For a second, it looked like love again.
But then she turned back toward the kitchen.
And remembered the gun on the table.
And the coward sitting beside it.
He took another bite of food, slow like he was testing it for poison. His eyes glanced up every few seconds, but she wasn’t looking at him. She had gone back to the sink, pouring out the excess oil from the plantains like it was holy water. Her shoulders were stiff. Her movements neat. Too neat.
The way she held the pot with the cloth. The way she wiped the counter twice. The way she rinsed the spoon under cold water for too long.
He shifted in the chair and pulled the plate closer.

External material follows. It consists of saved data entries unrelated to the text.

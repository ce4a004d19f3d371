//! Query Gateway Routes
//!
//! Every route authenticates the bearer token, resolves the caller's
//! packages, and only then touches the store.

use std::sync::Arc;

use axum::{
    body::Bytes,
    extract::{Path, State},
    http::HeaderMap,
    routing::get,
    Json, Router,
};
use serde_json::Value;

use crate::auth::{AuthError, AuthorizationContext, ContextResolver, JwtManager};
use crate::query::{QueryCompiler, QueryError};
use crate::value::QueryValue;

use super::errors::{RestError, RestResult};
use super::response::{format_row, ListResponse, MetaResponse, SubscriptionResponse};

/// Shared state for the gateway routes
#[derive(Clone)]
pub struct GatewayState {
    pub compiler: QueryCompiler,
    pub jwt: JwtManager,
    pub resolver: ContextResolver,
    pub date_format: String,
}

impl GatewayState {
    pub fn new(
        compiler: QueryCompiler,
        jwt: JwtManager,
        resolver: ContextResolver,
        date_format: impl Into<String>,
    ) -> Self {
        Self {
            compiler,
            jwt,
            resolver,
            date_format: date_format.into(),
        }
    }
}

/// Create gateway routes
pub fn query_routes(state: Arc<GatewayState>) -> Router {
    Router::new()
        .route("/api/:table", get(query_handler).post(query_handler))
        .route("/meta/:api", get(meta_handler))
        .route("/subscription/:table", get(subscription_handler))
        .with_state(state)
}

/// Verify the bearer token and resolve the caller's packages
fn extract_context(state: &GatewayState, headers: &HeaderMap) -> RestResult<AuthorizationContext> {
    let token = headers
        .get("authorization")
        .and_then(|v| v.to_str().ok())
        .and_then(|auth| auth.strip_prefix("Bearer "))
        .map(str::trim)
        .filter(|token| !token.is_empty())
        .ok_or(AuthError::AuthenticationRequired)?;

    let claims = state.jwt.validate_token(token)?;
    Ok(state.resolver.resolve(&claims)?)
}

/// An empty body or JSON `null` is an empty query
fn parse_query(body: &Bytes) -> RestResult<Option<QueryValue>> {
    if body.iter().all(u8::is_ascii_whitespace) {
        return Ok(None);
    }
    let value: Value =
        serde_json::from_slice(body).map_err(|e| RestError::InvalidBody(e.to_string()))?;
    Ok(Some(QueryValue::from(value)))
}

/// Compile and run a client query
async fn query_handler(
    State(state): State<Arc<GatewayState>>,
    Path(table): Path<String>,
    headers: HeaderMap,
    body: Bytes,
) -> RestResult<Json<ListResponse>> {
    let ctx = extract_context(&state, &headers)?;
    let query = parse_query(&body)?;

    let compiled = state.compiler.compile(&table, &ctx, query).await?;
    let rows = state
        .compiler
        .predicates()
        .store()
        .aggregate(compiled.collection_name(), &compiled.pipeline)
        .await?;

    tracing::info!(
        table = %table,
        packages = ?ctx.packages(),
        collection = %compiled.collection_name(),
        rows = rows.len(),
        "query served"
    );

    let data = rows
        .into_iter()
        .map(|row| format_row(row, &state.date_format))
        .collect();
    Ok(Json(ListResponse::new(data)))
}

/// Resolved collection mapping for the caller
async fn meta_handler(
    State(state): State<Arc<GatewayState>>,
    Path(api): Path<String>,
    headers: HeaderMap,
) -> RestResult<Json<MetaResponse>> {
    let ctx = extract_context(&state, &headers)?;

    let resolution = state
        .compiler
        .predicates()
        .resolve_collection(&api, ctx.packages())
        .await?;
    Ok(Json(MetaResponse::from(resolution)))
}

/// Grants that apply to the caller for a table
async fn subscription_handler(
    State(state): State<Arc<GatewayState>>,
    Path(table): Path<String>,
    headers: HeaderMap,
) -> RestResult<Json<Vec<SubscriptionResponse>>> {
    let ctx = extract_context(&state, &headers)?;

    let records = state
        .compiler
        .predicates()
        .security_records(&table, ctx.packages())
        .await?;
    if records.is_empty() {
        return Err(QueryError::AccessDenied.into());
    }

    Ok(Json(records.iter().map(SubscriptionResponse::from).collect()))
}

"You seasoning different today," he said, voice too light. "This one hot still."
She didn’t answer.
"Yuh alright?"
Still nothing.
He sat up straighter, pausing mid-chew.
"I said yuh alright?"
She turned around slowly, cloth in her hand. Her face was calm, too calm, like she had made peace with something he hadn’t caught up to yet.
"I look alright?"
"Yuh nuh look vex," he lied. "But you quiet. And you only get quiet when you thinking ‘bout something deep."
He chuckled to himself like it was a joke. But nothing felt funny. Not the sweat collecting at his back. Not the gun still on the table beside the half-eaten food. Not the way her eyes narrowed like she was lining up a thought before it left her tongue.

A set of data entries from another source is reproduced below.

//! # Query Values
//!
//! The document tree that flows through sanitization, compilation and
//! execution. Unlike `serde_json::Value` it carries a native date variant,
//! so a coerced `#...#` literal stays a date all the way to the store.
//!
//! Documents keep insertion order: stages such as `$sort` depend on it.

use std::cmp::Ordering;
use std::fmt;

use chrono::{DateTime, SecondsFormat, Utc};
use serde::de::{Deserialize, Deserializer};
use serde::ser::{Serialize, SerializeMap, SerializeSeq, Serializer};
use serde_json::Value;

/// A node in a query or result document
#[derive(Debug, Clone, PartialEq, Default)]
pub enum QueryValue {
    #[default]
    Null,
    Bool(bool),
    Int(i64),
    Double(f64),
    String(String),
    Date(DateTime<Utc>),
    Array(Vec<QueryValue>),
    Document(Document),
}

impl QueryValue {
    pub fn is_null(&self) -> bool {
        matches!(self, QueryValue::Null)
    }

    pub fn as_str(&self) -> Option<&str> {
        match self {
            QueryValue::String(s) => Some(s),
            _ => None,
        }
    }

    pub fn as_bool(&self) -> Option<bool> {
        match self {
            QueryValue::Bool(b) => Some(*b),
            _ => None,
        }
    }

    pub fn as_document(&self) -> Option<&Document> {
        match self {
            QueryValue::Document(doc) => Some(doc),
            _ => None,
        }
    }

    pub fn as_array(&self) -> Option<&[QueryValue]> {
        match self {
            QueryValue::Array(items) => Some(items),
            _ => None,
        }
    }

    pub fn as_date(&self) -> Option<&DateTime<Utc>> {
        match self {
            QueryValue::Date(d) => Some(d),
            _ => None,
        }
    }

    /// Integer view; doubles with no fractional part count as integers
    pub fn as_i64(&self) -> Option<i64> {
        match self {
            QueryValue::Int(n) => Some(*n),
            QueryValue::Double(f) if f.fract() == 0.0 && f.is_finite() => Some(*f as i64),
            _ => None,
        }
    }

    pub fn as_f64(&self) -> Option<f64> {
        match self {
            QueryValue::Int(n) => Some(*n as f64),
            QueryValue::Double(f) => Some(*f),
            _ => None,
        }
    }

    /// Mongo-style truthiness used by projections (`1`, `true` include)
    pub fn is_truthy(&self) -> bool {
        match self {
            QueryValue::Null => false,
            QueryValue::Bool(b) => *b,
            QueryValue::Int(n) => *n != 0,
            QueryValue::Double(f) => *f != 0.0,
            _ => true,
        }
    }

    /// Rank of the value's type in the cross-type sort order
    fn type_rank(&self) -> u8 {
        match self {
            QueryValue::Null => 0,
            QueryValue::Int(_) | QueryValue::Double(_) => 1,
            QueryValue::String(_) => 2,
            QueryValue::Document(_) => 3,
            QueryValue::Array(_) => 4,
            QueryValue::Bool(_) => 5,
            QueryValue::Date(_) => 6,
        }
    }

    /// Compares two values of the same kind.
    ///
    /// Returns `None` when the values are not comparable (different kinds,
    /// or composite values), which range operators treat as "no match".
    pub fn partial_compare(&self, other: &QueryValue) -> Option<Ordering> {
        match (self, other) {
            (QueryValue::Null, QueryValue::Null) => Some(Ordering::Equal),
            (QueryValue::Bool(a), QueryValue::Bool(b)) => Some(a.cmp(b)),
            (QueryValue::String(a), QueryValue::String(b)) => Some(a.cmp(b)),
            (QueryValue::Date(a), QueryValue::Date(b)) => Some(a.cmp(b)),
            (QueryValue::Int(a), QueryValue::Int(b)) => Some(a.cmp(b)),
            (a, b) => match (a.as_f64(), b.as_f64()) {
                (Some(x), Some(y)) => x.partial_cmp(&y),
                _ => None,
            },
        }
    }

    /// Total order used for sorting: type rank first, then natural order
    pub fn sort_compare(&self, other: &QueryValue) -> Ordering {
        let rank = self.type_rank().cmp(&other.type_rank());
        if rank != Ordering::Equal {
            return rank;
        }
        self.partial_compare(other).unwrap_or(Ordering::Equal)
    }

    /// Equality that treats `1` and `1.0` as the same number
    pub fn loose_eq(&self, other: &QueryValue) -> bool {
        match (self, other) {
            (QueryValue::Int(_) | QueryValue::Double(_), QueryValue::Int(_) | QueryValue::Double(_)) => {
                self.partial_compare(other) == Some(Ordering::Equal)
            }
            _ => self == other,
        }
    }

    /// Converts to plain JSON, rendering dates as Extended JSON `{"$date": ...}`
    pub fn to_json(&self) -> Value {
        match self {
            QueryValue::Null => Value::Null,
            QueryValue::Bool(b) => Value::Bool(*b),
            QueryValue::Int(n) => Value::from(*n),
            QueryValue::Double(f) => serde_json::Number::from_f64(*f)
                .map(Value::Number)
                .unwrap_or(Value::Null),
            QueryValue::String(s) => Value::String(s.clone()),
            QueryValue::Date(d) => serde_json::json!({ "$date": format_date(d) }),
            QueryValue::Array(items) => Value::Array(items.iter().map(QueryValue::to_json).collect()),
            QueryValue::Document(doc) => doc.to_json(),
        }
    }
}

fn format_date(date: &DateTime<Utc>) -> String {
    date.to_rfc3339_opts(SecondsFormat::Millis, true)
}

impl From<Value> for QueryValue {
    fn from(value: Value) -> Self {
        match value {
            Value::Null => QueryValue::Null,
            Value::Bool(b) => QueryValue::Bool(b),
            Value::Number(n) => match n.as_i64() {
                Some(i) => QueryValue::Int(i),
                None => QueryValue::Double(n.as_f64().unwrap_or(f64::NAN)),
            },
            Value::String(s) => QueryValue::String(s),
            Value::Array(items) => QueryValue::Array(items.into_iter().map(QueryValue::from).collect()),
            Value::Object(map) => QueryValue::Document(
                map.into_iter()
                    .map(|(k, v)| (k, QueryValue::from(v)))
                    .collect(),
            ),
        }
    }
}

impl From<Document> for QueryValue {
    fn from(doc: Document) -> Self {
        QueryValue::Document(doc)
    }
}

impl From<&str> for QueryValue {
    fn from(s: &str) -> Self {
        QueryValue::String(s.to_string())
    }
}

impl From<String> for QueryValue {
    fn from(s: String) -> Self {
        QueryValue::String(s)
    }
}

impl From<i64> for QueryValue {
    fn from(n: i64) -> Self {
        QueryValue::Int(n)
    }
}

impl From<DateTime<Utc>> for QueryValue {
    fn from(d: DateTime<Utc>) -> Self {
        QueryValue::Date(d)
    }
}

impl From<Vec<QueryValue>> for QueryValue {
    fn from(items: Vec<QueryValue>) -> Self {
        QueryValue::Array(items)
    }
}

impl Serialize for QueryValue {
    fn serialize<S: Serializer>(&self, serializer: S) -> Result<S::Ok, S::Error> {
        match self {
            QueryValue::Null => serializer.serialize_unit(),
            QueryValue::Bool(b) => serializer.serialize_bool(*b),
            QueryValue::Int(n) => serializer.serialize_i64(*n),
            QueryValue::Double(f) => serializer.serialize_f64(*f),
            QueryValue::String(s) => serializer.serialize_str(s),
            QueryValue::Date(d) => {
                let mut map = serializer.serialize_map(Some(1))?;
                map.serialize_entry("$date", &format_date(d))?;
                map.end()
            }
            QueryValue::Array(items) => {
                let mut seq = serializer.serialize_seq(Some(items.len()))?;
                for item in items {
                    seq.serialize_element(item)?;
                }
                seq.end()
            }
            QueryValue::Document(doc) => doc.serialize(serializer),
        }
    }
}

impl<'de> Deserialize<'de> for QueryValue {
    fn deserialize<D: Deserializer<'de>>(deserializer: D) -> Result<Self, D::Error> {
        Value::deserialize(deserializer).map(QueryValue::from)
    }
}

/// An insertion-ordered mapping of keys to values
#[derive(Debug, Clone, PartialEq, Default)]
pub struct Document {
    entries: Vec<(String, QueryValue)>,
}

impl Document {
    pub fn new() -> Self {
        Self::default()
    }

    pub fn with_capacity(capacity: usize) -> Self {
        Self {
            entries: Vec::with_capacity(capacity),
        }
    }

    /// Builds a single-entry document, the shape of a pipeline stage
    pub fn single(key: impl Into<String>, value: impl Into<QueryValue>) -> Self {
        let mut doc = Self::with_capacity(1);
        doc.insert(key, value);
        doc
    }

    /// Inserts or replaces a key, keeping the original position on replace
    pub fn insert(&mut self, key: impl Into<String>, value: impl Into<QueryValue>) {
        let key = key.into();
        let value = value.into();
        match self.entries.iter_mut().find(|(k, _)| *k == key) {
            Some(entry) => entry.1 = value,
            None => self.entries.push((key, value)),
        }
    }

    pub fn get(&self, key: &str) -> Option<&QueryValue> {
        self.entries.iter().find(|(k, _)| k == key).map(|(_, v)| v)
    }

    /// Resolves a dotted path (`address.city`) through nested documents
    pub fn get_path(&self, path: &str) -> Option<&QueryValue> {
        let mut segments = path.split('.');
        let first = segments.next()?;
        let mut current = self.get(first)?;
        for segment in segments {
            current = match current {
                QueryValue::Document(doc) => doc.get(segment)?,
                QueryValue::Array(items) => {
                    let index: usize = segment.parse().ok()?;
                    items.get(index)?
                }
                _ => return None,
            };
        }
        Some(current)
    }

    pub fn get_str(&self, key: &str) -> Option<&str> {
        self.get(key).and_then(QueryValue::as_str)
    }

    pub fn contains_key(&self, key: &str) -> bool {
        self.entries.iter().any(|(k, _)| k == key)
    }

    pub fn remove(&mut self, key: &str) -> Option<QueryValue> {
        let index = self.entries.iter().position(|(k, _)| k == key)?;
        Some(self.entries.remove(index).1)
    }

    pub fn len(&self) -> usize {
        self.entries.len()
    }

    pub fn is_empty(&self) -> bool {
        self.entries.is_empty()
    }

    pub fn keys(&self) -> impl Iterator<Item = &str> {
        self.entries.iter().map(|(k, _)| k.as_str())
    }

    pub fn iter(&self) -> impl Iterator<Item = (&str, &QueryValue)> {
        self.entries.iter().map(|(k, v)| (k.as_str(), v))
    }

    pub fn to_json(&self) -> Value {
        Value::Object(
            self.entries
                .iter()
                .map(|(k, v)| (k.clone(), v.to_json()))
                .collect(),
        )
    }
}

impl FromIterator<(String, QueryValue)> for Document {
    fn from_iter<I: IntoIterator<Item = (String, QueryValue)>>(iter: I) -> Self {
        let mut doc = Document::new();
        for (k, v) in iter {
            doc.insert(k, v);
        }
        doc
    }
}

impl IntoIterator for Document {
    type Item = (String, QueryValue);
    type IntoIter = std::vec::IntoIter<(String, QueryValue)>;

    fn into_iter(self) -> Self::IntoIter {
        self.entries.into_iter()
    }
}

impl Serialize for Document {
    fn serialize<S: Serializer>(&self, serializer: S) -> Result<S::Ok, S::Error> {
        let mut map = serializer.serialize_map(Some(self.entries.len()))?;
        for (k, v) in &self.entries {
            map.serialize_entry(k, v)?;
        }
        map.end()
    }
}

impl fmt::Display for Document {
    fn fmt(&self, f: &mut fmt::Formatter<'_>) -> fmt::Result {
        write!(f, "{}", self.to_json())
    }
}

"I’m tired," she said. "Tired of noise. Tired of mess. Tired of this kitchen being the only place anybody ever see me."
He licked his lips and pushed the plate away slightly. His appetite had started to curl in on itself.

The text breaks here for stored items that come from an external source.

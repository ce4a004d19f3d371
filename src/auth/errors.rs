//! # Auth Errors
//!
//! Error types for the authentication module.

use thiserror::Error;

/// Result type for auth operations
pub type AuthResult<T> = Result<T, AuthError>;

/// Authentication errors
#[derive(Debug, Clone, Error)]
pub enum AuthError {
    // ==================
    // Request Errors
    // ==================

    /// No bearer token on a protected route
    #[error("Authentication required")]
    AuthenticationRequired,

    // ==================
    // JWT Errors
    // ==================

    /// JWT token is malformed
    #[error("Malformed token")]
    MalformedToken,

    /// JWT signature is invalid
    #[error("Invalid token signature")]
    InvalidSignature,

    /// Token expired and the caller holds no never-expires permission
    #[error("Token expired")]
    TokenExpired,

    // ==================
    // Internal Errors
    // ==================

    /// Token generation failed
    #[error("Internal error: token generation failed")]
    TokenGenerationFailed,
}

impl AuthError {
    /// Returns the HTTP status code for this error
    pub fn status_code(&self) -> u16 {
        match self {
            // 401 Unauthorized
            AuthError::AuthenticationRequired => 401,
            AuthError::MalformedToken => 401,
            AuthError::InvalidSignature => 401,
            AuthError::TokenExpired => 401,

            // 500 Internal Server Error
            AuthError::TokenGenerationFailed => 500,
        }
    }

    /// Returns whether this error should be logged at warn level
    pub fn is_client_error(&self) -> bool {
        self.status_code() < 500
    }
}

"You want me help with the dishes?"
That made her smile.
Just a little.
"You offering to do dishes now?"
"Mi tryna do better, babes."
She folded the cloth and placed it down carefully.
"Better," she repeated. "You know what better look like to me?"
He waited.
She didn’t answer right away. Instead, she walked to the fridge and pulled out a fresh bottle of water. She poured it into a cup, placed the cup on the table beside the gun, then leaned her hip against the fridge.
"Better look like showing up before Sunday dinner done. It look like calling your son on his birthday instead of texting him a fifty-pound voucher like you one of them absentee donors."
He frowned. "Mi tell yuh mi phone did—"
"Better," she said, cutting him clean, "looks like not putting me in situations where I have to lie to your mother about where you sleep at night."
He looked down at the plate, then up at her. There was something off. Too quiet. Too cool. She hadn’t raised her voice once. And that? That scared him more than cussing.
"You sure you alright?"
She stepped forward now, slow, barefoot against the tile. The fan rotated behind her but her body didn’t move with the breeze. She looked carved out of heat and heartbreak.
She picked up the cup. Held it in one hand. Picked up the gun with the other.
Still no rush.
Still no words.
He swallowed hard.
"Talk to me, man. Mi know mi mess up sometimes but mi trying. Yuh acting like somebody dead."
She blinked once. Twice. Her thumb brushed the side of the gun like she was wiping dust off truth.
Then she tilted her head to the side and finally said it.
"A who name Sharlene? Apparently she six months pregnant fi you."